● **EXERCISE REQUIREMENTS**: In the records below, find the line that contains "use super::region::Region;" and the line that contains "const NO_SLOT: usize = usize::MAX;", then retype exactly those two lines and every line between them.

● **INPUT**:

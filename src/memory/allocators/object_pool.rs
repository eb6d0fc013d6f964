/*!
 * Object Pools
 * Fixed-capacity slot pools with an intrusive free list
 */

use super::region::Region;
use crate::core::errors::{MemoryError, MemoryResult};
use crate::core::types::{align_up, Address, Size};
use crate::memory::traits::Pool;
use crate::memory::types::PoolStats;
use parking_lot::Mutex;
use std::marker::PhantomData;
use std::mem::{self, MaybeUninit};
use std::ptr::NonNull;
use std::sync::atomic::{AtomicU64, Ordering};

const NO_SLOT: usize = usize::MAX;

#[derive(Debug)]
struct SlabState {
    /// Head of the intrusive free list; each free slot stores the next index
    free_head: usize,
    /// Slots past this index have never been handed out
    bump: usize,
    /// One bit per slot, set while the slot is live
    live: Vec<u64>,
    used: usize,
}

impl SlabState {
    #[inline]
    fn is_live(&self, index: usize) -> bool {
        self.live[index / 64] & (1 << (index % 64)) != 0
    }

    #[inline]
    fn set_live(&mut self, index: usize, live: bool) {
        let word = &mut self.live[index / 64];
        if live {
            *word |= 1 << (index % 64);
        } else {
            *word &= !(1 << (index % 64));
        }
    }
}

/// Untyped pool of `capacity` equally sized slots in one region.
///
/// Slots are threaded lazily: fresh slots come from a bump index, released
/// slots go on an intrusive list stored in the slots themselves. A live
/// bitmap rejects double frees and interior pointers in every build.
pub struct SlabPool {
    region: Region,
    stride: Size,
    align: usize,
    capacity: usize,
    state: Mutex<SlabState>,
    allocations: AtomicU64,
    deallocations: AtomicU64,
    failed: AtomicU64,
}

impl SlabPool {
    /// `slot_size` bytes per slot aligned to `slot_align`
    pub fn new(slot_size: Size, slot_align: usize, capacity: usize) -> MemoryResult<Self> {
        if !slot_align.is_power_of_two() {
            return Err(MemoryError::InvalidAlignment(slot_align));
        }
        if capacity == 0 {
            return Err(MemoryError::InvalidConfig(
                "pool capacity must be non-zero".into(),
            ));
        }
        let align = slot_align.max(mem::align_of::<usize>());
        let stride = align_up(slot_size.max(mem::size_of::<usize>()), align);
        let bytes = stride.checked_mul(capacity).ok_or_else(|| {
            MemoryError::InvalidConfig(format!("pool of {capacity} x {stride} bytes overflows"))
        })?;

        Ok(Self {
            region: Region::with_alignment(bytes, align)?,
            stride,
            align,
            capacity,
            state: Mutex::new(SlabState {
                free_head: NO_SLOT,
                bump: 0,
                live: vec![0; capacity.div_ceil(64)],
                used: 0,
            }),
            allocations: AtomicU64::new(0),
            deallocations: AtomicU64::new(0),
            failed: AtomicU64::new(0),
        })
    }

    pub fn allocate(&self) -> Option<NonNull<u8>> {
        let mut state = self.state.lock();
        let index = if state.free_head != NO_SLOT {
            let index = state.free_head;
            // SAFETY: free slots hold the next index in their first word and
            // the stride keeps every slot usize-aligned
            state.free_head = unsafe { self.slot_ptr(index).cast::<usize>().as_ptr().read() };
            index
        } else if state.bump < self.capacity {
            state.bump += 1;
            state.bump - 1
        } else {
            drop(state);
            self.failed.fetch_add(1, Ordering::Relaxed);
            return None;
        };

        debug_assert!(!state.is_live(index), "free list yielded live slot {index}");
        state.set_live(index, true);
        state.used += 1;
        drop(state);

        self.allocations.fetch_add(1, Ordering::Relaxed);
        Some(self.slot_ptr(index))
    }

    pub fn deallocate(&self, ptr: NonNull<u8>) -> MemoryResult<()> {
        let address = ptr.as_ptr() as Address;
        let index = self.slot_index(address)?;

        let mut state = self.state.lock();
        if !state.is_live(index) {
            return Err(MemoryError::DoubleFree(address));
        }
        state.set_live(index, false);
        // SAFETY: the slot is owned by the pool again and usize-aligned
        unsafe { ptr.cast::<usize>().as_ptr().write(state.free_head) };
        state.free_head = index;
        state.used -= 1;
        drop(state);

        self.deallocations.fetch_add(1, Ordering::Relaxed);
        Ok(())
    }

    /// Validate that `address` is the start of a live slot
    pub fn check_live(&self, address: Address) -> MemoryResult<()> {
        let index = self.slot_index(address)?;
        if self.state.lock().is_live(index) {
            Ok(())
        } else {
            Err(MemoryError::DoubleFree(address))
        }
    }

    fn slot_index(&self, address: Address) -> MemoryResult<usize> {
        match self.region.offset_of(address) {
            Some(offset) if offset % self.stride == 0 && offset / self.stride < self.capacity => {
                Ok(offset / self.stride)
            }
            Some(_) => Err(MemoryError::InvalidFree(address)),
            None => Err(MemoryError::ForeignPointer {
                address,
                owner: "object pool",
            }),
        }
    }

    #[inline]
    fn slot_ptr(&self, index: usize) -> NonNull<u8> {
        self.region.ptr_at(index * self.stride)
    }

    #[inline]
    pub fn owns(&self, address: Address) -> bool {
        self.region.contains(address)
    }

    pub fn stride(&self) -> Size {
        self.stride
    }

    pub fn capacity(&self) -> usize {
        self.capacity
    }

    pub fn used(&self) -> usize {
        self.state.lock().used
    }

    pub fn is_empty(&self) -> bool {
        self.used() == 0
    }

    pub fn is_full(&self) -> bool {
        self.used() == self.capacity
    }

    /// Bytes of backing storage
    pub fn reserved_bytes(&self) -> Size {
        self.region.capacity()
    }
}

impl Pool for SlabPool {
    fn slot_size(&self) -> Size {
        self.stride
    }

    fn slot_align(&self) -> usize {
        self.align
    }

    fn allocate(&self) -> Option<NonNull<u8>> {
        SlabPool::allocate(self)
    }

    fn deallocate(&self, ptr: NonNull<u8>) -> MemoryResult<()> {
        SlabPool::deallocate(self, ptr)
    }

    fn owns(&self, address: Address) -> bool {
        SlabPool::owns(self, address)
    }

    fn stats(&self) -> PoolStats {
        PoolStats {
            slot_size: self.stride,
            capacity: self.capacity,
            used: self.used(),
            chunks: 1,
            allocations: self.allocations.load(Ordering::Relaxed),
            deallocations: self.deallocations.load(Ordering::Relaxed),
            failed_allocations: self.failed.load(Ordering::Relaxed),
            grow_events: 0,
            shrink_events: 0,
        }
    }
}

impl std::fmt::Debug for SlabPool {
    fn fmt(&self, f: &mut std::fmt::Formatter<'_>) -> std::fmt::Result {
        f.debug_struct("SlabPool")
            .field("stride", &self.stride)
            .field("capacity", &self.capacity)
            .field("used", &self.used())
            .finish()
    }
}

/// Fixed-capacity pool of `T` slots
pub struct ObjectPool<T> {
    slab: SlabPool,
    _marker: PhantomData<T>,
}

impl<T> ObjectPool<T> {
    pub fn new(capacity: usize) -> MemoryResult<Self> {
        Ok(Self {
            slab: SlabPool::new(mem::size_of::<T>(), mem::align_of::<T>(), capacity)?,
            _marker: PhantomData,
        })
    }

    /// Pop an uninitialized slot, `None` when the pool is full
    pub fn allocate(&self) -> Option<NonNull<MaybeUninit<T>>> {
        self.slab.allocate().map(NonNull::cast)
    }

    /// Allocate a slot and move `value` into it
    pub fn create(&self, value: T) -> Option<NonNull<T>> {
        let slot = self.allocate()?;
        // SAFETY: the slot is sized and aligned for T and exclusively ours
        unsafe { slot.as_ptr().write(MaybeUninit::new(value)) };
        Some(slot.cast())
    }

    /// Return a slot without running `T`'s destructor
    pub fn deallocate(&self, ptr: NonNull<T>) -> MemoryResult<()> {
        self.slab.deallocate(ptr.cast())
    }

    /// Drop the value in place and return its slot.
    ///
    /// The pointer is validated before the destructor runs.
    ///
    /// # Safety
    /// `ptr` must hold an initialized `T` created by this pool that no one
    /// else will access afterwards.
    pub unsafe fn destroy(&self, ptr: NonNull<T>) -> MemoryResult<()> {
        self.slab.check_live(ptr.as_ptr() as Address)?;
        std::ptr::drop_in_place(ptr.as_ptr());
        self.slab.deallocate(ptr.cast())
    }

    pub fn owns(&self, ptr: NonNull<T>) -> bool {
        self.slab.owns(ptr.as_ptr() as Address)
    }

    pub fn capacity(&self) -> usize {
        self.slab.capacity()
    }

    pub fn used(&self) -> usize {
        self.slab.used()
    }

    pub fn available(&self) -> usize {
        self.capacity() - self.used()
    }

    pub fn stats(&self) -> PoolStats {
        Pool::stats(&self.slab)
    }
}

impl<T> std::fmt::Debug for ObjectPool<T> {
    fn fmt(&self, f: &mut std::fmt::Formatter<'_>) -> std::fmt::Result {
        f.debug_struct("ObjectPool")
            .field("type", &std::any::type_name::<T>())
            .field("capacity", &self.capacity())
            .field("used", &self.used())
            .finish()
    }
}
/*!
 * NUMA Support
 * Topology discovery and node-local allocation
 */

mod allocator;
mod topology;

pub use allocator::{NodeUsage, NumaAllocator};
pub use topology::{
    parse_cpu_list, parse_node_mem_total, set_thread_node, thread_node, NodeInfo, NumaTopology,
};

● **RESPONSE**:
use super::region::Region;
use crate::core::errors::{MemoryError, MemoryResult};
use crate::core::types::{align_up, Address, Size};
use crate::memory::traits::Pool;
use crate::memory::types::PoolStats;
use parking_lot::Mutex;
use std::marker::PhantomData;
use std::mem::{self, MaybeUninit};
use std::ptr::NonNull;
use std::sync::atomic::{AtomicU64, Ordering};

const NO_SLOT: usize = usize::MAX;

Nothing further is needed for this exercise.